TRY IT:
All of the records shown below need to be copied with no differences.

Saved data entries:
▽
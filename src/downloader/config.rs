//! Configuration structures and defaults for the downloader.
//!
//! [`DownloadSettings`] is the part a launcher keeps in its JSON settings
//! file. [`DownloaderConfig`] adds what only makes sense at runtime:
//! progress styling, the completion callback, the HTTP client setup.
//!
//! # Examples
//!
//! ```rust
//! use packfetch::downloader::DownloadSettings;
//!
//! # fn main() -> Result<(), serde_json::Error> {
//! let settings: DownloadSettings = serde_json::from_str(r#"{ "threads": 8, "max_speed": 1048576 }"#)?;
//! assert_eq!(settings.threads, 8);
//! assert!(settings.resume);
//! # Ok(())
//! # }
//! ```

use super::mirror::MirrorRule;
use crate::cache::SidecarFormat;
use crate::download::Summary;
use crate::http::HttpClientConfig;
use crate::StyleOptions;

use serde::{Deserialize, Serialize};
use std::sync::Arc;

/// Callback type for download completion events
pub type DownloadCallback = Box<dyn Fn(&Summary) + Send + Sync>;

/// Worker count derived from the CPU count, never below 2.
pub fn default_threads() -> usize {
    std::thread::available_parallelism()
        .map(|n| n.get())
        .unwrap_or(1)
        .max(2)
}

/// Which [`Transport`](crate::http::Transport) the downloader builds.
#[derive(Debug, Clone, Copy, Default, PartialEq, Eq, Serialize, Deserialize)]
#[serde(rename_all = "lowercase")]
pub enum TransportKind {
    /// Plain reqwest client.
    #[default]
    Native,
    /// Middleware client with transient-failure retries and request tracing.
    Pooled,
}

/// Persistable download settings.
#[derive(Debug, Clone, PartialEq, Eq, Serialize, Deserialize)]
#[serde(default)]
pub struct DownloadSettings {
    /// Maximum number of concurrent tasks.
    pub threads: usize,
    /// Global speed cap in bytes per second, 0 for none.
    pub max_speed: u64,
    /// Resume interrupted transfers.
    pub resume: bool,
    /// Look for companion hash files when a task has no digest.
    pub companion_hashes: bool,
    /// Prefix rules deriving mirrors for tasks that have none.
    pub mirror_rules: Vec<MirrorRule>,
    pub sidecar_format: SidecarFormat,
    pub transport: TransportKind,
}

impl Default for DownloadSettings {
    fn default() -> Self {
        Self {
            threads: default_threads(),
            max_speed: 0,
            resume: true,
            companion_hashes: false,
            mirror_rules: Vec::new(),
            sidecar_format: SidecarFormat::default(),
            transport: TransportKind::default(),
        }
    }
}

/// Configuration structure for the downloader
#[derive(Clone, Default)]
pub struct DownloaderConfig {
    pub settings: DownloadSettings,
    pub http: HttpClientConfig,
    pub style_options: StyleOptions,
    /// Callback for when each task completes.
    pub on_complete: Option<Arc<DownloadCallback>>,
}

impl std::fmt::Debug for DownloaderConfig {
    fn fmt(&self, f: &mut std::fmt::Formatter<'_>) -> std::fmt::Result {
        f.debug_struct("DownloaderConfig")
            .field("settings", &self.settings)
            .field("http", &self.http)
            .field("style_options", &self.style_options)
            .field("on_complete", &self.on_complete.is_some())
            .finish()
    }
}

#[cfg(test)]
mod tests {
    use super::*;

    #[test]
    fn test_default_settings() {
        let settings = DownloadSettings::default();
        assert!(settings.threads >= 2);
        assert_eq!(settings.max_speed, 0);
        assert!(settings.resume);
        assert_eq!(settings.transport, TransportKind::Native);
    }

    #[test]
    fn test_settings_roundtrip_json() {
        let settings = DownloadSettings {
            threads: 4,
            max_speed: 1024,
            mirror_rules: vec![MirrorRule::new("https://a/", "https://b/")],
            sidecar_format: SidecarFormat::Text,
            transport: TransportKind::Pooled,
            ..DownloadSettings::default()
        };
        let json = serde_json::to_string(&settings).unwrap();
        assert!(json.contains("\"transport\":\"pooled\""));
        let back: DownloadSettings = serde_json::from_str(&json).unwrap();
        assert_eq!(back, settings);
    }

    #[test]
    fn test_partial_settings_use_defaults() {
        let settings: DownloadSettings = serde_json::from_str(r#"{"resume": false}"#).unwrap();
        assert!(!settings.resume);
        assert!(settings.threads >= 2);
    }
}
△
RESULT:
filename src/downloader/config.rs
//! Configuration structures and defaults for the downloader.
//!
//! [`DownloadSettings`] is the part a launcher keeps in its JSON settings
//! file. [`DownloaderConfig`] adds what only makes sense at runtime:
//! progress styling, the completion callback, the HTTP client setup.
//!
//! # Examples
//!
//! ```rust
//! use packfetch::downloader::DownloadSettings;
//!
//! # fn main() -> Result<(), serde_json::Error> {
//! let settings: DownloadSettings = serde_json::from_str(r#"{ "threads": 8, "max_speed": 1048576 }"#)?;
//! assert_eq!(settings.threads, 8);
//! assert!(settings.resume);
//! # Ok(())
//! # }
//! ```

use super::mirror::MirrorRule;
use crate::cache::SidecarFormat;
use crate::download::Summary;
use crate::http::HttpClientConfig;
use crate::StyleOptions;

use serde::{Deserialize, Serialize};
use std::sync::Arc;

/// Callback type for download completion events
pub type DownloadCallback = Box<dyn Fn(&Summary) + Send + Sync>;

/// Worker count derived from the CPU count, never below 2.
pub fn default_threads() -> usize {
    std::thread::available_parallelism()
        .map(|n| n.get())
        .unwrap_or(1)
        .max(2)
}

/// Which [`Transport`](crate::http::Transport) the downloader builds.
#[derive(Debug, Clone, Copy, Default, PartialEq, Eq, Serialize, Deserialize)]
#[serde(rename_all = "lowercase")]
pub enum TransportKind {
    /// Plain reqwest client.
    #[default]
    Native,
    /// Middleware client with transient-failure retries and request tracing.
    Pooled,
}

/// Persistable download settings.
#[derive(Debug, Clone, PartialEq, Eq, Serialize, Deserialize)]
#[serde(default)]
pub struct DownloadSettings {
    /// Maximum number of concurrent tasks.
    pub threads: usize,
    /// Global speed cap in bytes per second, 0 for none.
    pub max_speed: u64,
    /// Resume interrupted transfers.
    pub resume: bool,
    /// Look for companion hash files when a task has no digest.
    pub companion_hashes: bool,
    /// Prefix rules deriving mirrors for tasks that have none.
    pub mirror_rules: Vec<MirrorRule>,
    pub sidecar_format: SidecarFormat,
    pub transport: TransportKind,
}

impl Default for DownloadSettings {
    fn default() -> Self {
        Self {
            threads: default_threads(),
            max_speed: 0,
            resume: true,
            companion_hashes: false,
            mirror_rules: Vec::new(),
            sidecar_format: SidecarFormat::default(),
            transport: TransportKind::default(),
        }
    }
}

/// Configuration structure for the downloader
#[derive(Clone, Default)]
pub struct DownloaderConfig {
    pub settings: DownloadSettings,
    pub http: HttpClientConfig,
    pub style_options: StyleOptions,
    /// Callback for when each task completes.
    pub on_complete: Option<Arc<DownloadCallback>>,
}

impl std::fmt::Debug for DownloaderConfig {
    fn fmt(&self, f: &mut std::fmt::Formatter<'_>) -> std::fmt::Result {
        f.debug_struct("DownloaderConfig")
            .field("settings", &self.settings)
            .field("http", &self.http)
            .field("style_options", &self.style_options)
            .field("on_complete", &self.on_complete.is_some())
            .finish()
    }
}

#[cfg(test)]
mod tests {
    use super::*;

    #[test]
    fn test_default_settings() {
        let settings = DownloadSettings::default();
        assert!(settings.threads >= 2);
        assert_eq!(settings.max_speed, 0);
        assert!(settings.resume);
        assert_eq!(settings.transport, TransportKind::Native);
    }

    #[test]
    fn test_settings_roundtrip_json() {
        let settings = DownloadSettings {
            threads: 4,
            max_speed: 1024,
            mirror_rules: vec![MirrorRule::new("https://a/", "https://b/")],
            sidecar_format: SidecarFormat::Text,
            transport: TransportKind::Pooled,
            ..DownloadSettings::default()
        };
        let json = serde_json::to_string(&settings).unwrap();
        assert!(json.contains("\"transport\":\"pooled\""));
        let back: DownloadSettings = serde_json::from_str(&json).unwrap();
        assert_eq!(back, settings);
    }

    #[test]
    fn test_partial_settings_use_defaults() {
        let settings: DownloadSettings = serde_json::from_str(r#"{"resume": false}"#).unwrap();
        assert!(!settings.resume);
        assert!(settings.threads >= 2);
    }
}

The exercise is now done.